● TASK DESCRIPTION
Output each entry exactly as written.

[Records drawn from a dataset]
//! AniList GraphQL response types.
//!
//! Only the fields needed to build a title query are modelled.

use serde::{Deserialize, Serialize};

/// GraphQL envelope
#[derive(Debug, Clone, Deserialize)]
pub struct GraphQlResponse<T> {
    pub data: Option<T>,
    #[serde(default)]
    pub errors: Vec<GraphQlError>,
}

#[derive(Debug, Clone, Deserialize)]
pub struct GraphQlError {
    pub message: String,
    pub status: Option<u16>,
}

#[derive(Debug, Clone, Deserialize)]
pub struct MediaData {
    #[serde(rename = "Media")]
    pub media: Option<Media>,
}

/// Anime record with its name variants
#[derive(Debug, Clone, Serialize, Deserialize)]
pub struct Media {
    pub id: u32,
    pub title: MediaTitle,
    #[serde(default)]
    pub synonyms: Vec<String>,
    /// TV, TV_SHORT, MOVIE, SPECIAL, OVA, ONA, MUSIC
    pub format: Option<String>,
    pub episodes: Option<u32>,
}

#[derive(Debug, Clone, Default, Serialize, Deserialize)]
pub struct MediaTitle {
    pub english: Option<String>,
    pub romaji: Option<String>,
    pub native: Option<String>,
}
//! PPLB delivery-label builder for 144-dot thermal label printers.
//! - Rasterizes each text line onto its own byte-aligned monochrome bitmap
//! - Packs rows MSB-first with the printer's inverted polarity (1 = unprinted)
//! - Frames bitmaps as binary `GW` blocks between literal PPLB commands
//! - Submits finished jobs base64-encoded through a local print bridge,
//!   one label at a time

pub mod barcode;
pub mod builder;
pub mod config;
pub mod consts;
pub mod epl;
pub mod error;
pub mod graphics;
pub mod label;
pub mod printer;

pub use builder::{build_delivery_job, build_delivery_label, PrintJob, Segment};
pub use config::PrintSettings;
pub use epl::{encode_gw, pack, GraphicsSegment, PackedRow};
pub use error::{LabelError, Result};
pub use graphics::{rasterize, rasterize_text, Bitmap, FontBook};
pub use label::{DeliveryLabelFields, LabelField};
pub use printer::{print_batch, submit, Alerts, BatchReport, BridgeSession, LogAlerts, PrintBridge};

● PROBLEM SOLUTION
//! AniList GraphQL response types.
//!
//! Only the fields needed to build a title query are modelled.

use serde::{Deserialize, Serialize};

/// GraphQL envelope
#[derive(Debug, Clone, Deserialize)]
pub struct GraphQlResponse<T> {
    pub data: Option<T>,
    #[serde(default)]
    pub errors: Vec<GraphQlError>,
}

#[derive(Debug, Clone, Deserialize)]
pub struct GraphQlError {
    pub message: String,
    pub status: Option<u16>,
}

#[derive(Debug, Clone, Deserialize)]
pub struct MediaData {
    #[serde(rename = "Media")]
    pub media: Option<Media>,
}

/// Anime record with its name variants
#[derive(Debug, Clone, Serialize, Deserialize)]
pub struct Media {
    pub id: u32,
    pub title: MediaTitle,
    #[serde(default)]
    pub synonyms: Vec<String>,
    /// TV, TV_SHORT, MOVIE, SPECIAL, OVA, ONA, MUSIC
    pub format: Option<String>,
    pub episodes: Option<u32>,
}

#[derive(Debug, Clone, Default, Serialize, Deserialize)]
pub struct MediaTitle {
    pub english: Option<String>,
    pub romaji: Option<String>,
    pub native: Option<String>,
}
//! PPLB delivery-label builder for 144-dot thermal label printers.
//! - Rasterizes each text line onto its own byte-aligned monochrome bitmap
//! - Packs rows MSB-first with the printer's inverted polarity (1 = unprinted)
//! - Frames bitmaps as binary `GW` blocks between literal PPLB commands
//! - Submits finished jobs base64-encoded through a local print bridge,
//!   one label at a time

pub mod barcode;
pub mod builder;
pub mod config;
pub mod consts;
pub mod epl;
pub mod error;
pub mod graphics;
pub mod label;
pub mod printer;

pub use builder::{build_delivery_job, build_delivery_label, PrintJob, Segment};
pub use config::PrintSettings;
pub use epl::{encode_gw, pack, GraphicsSegment, PackedRow};
pub use error::{LabelError, Result};
pub use graphics::{rasterize, rasterize_text, Bitmap, FontBook};
pub use label::{DeliveryLabelFields, LabelField};
pub use printer::{print_batch, submit, Alerts, BatchReport, BridgeSession, LogAlerts, PrintBridge};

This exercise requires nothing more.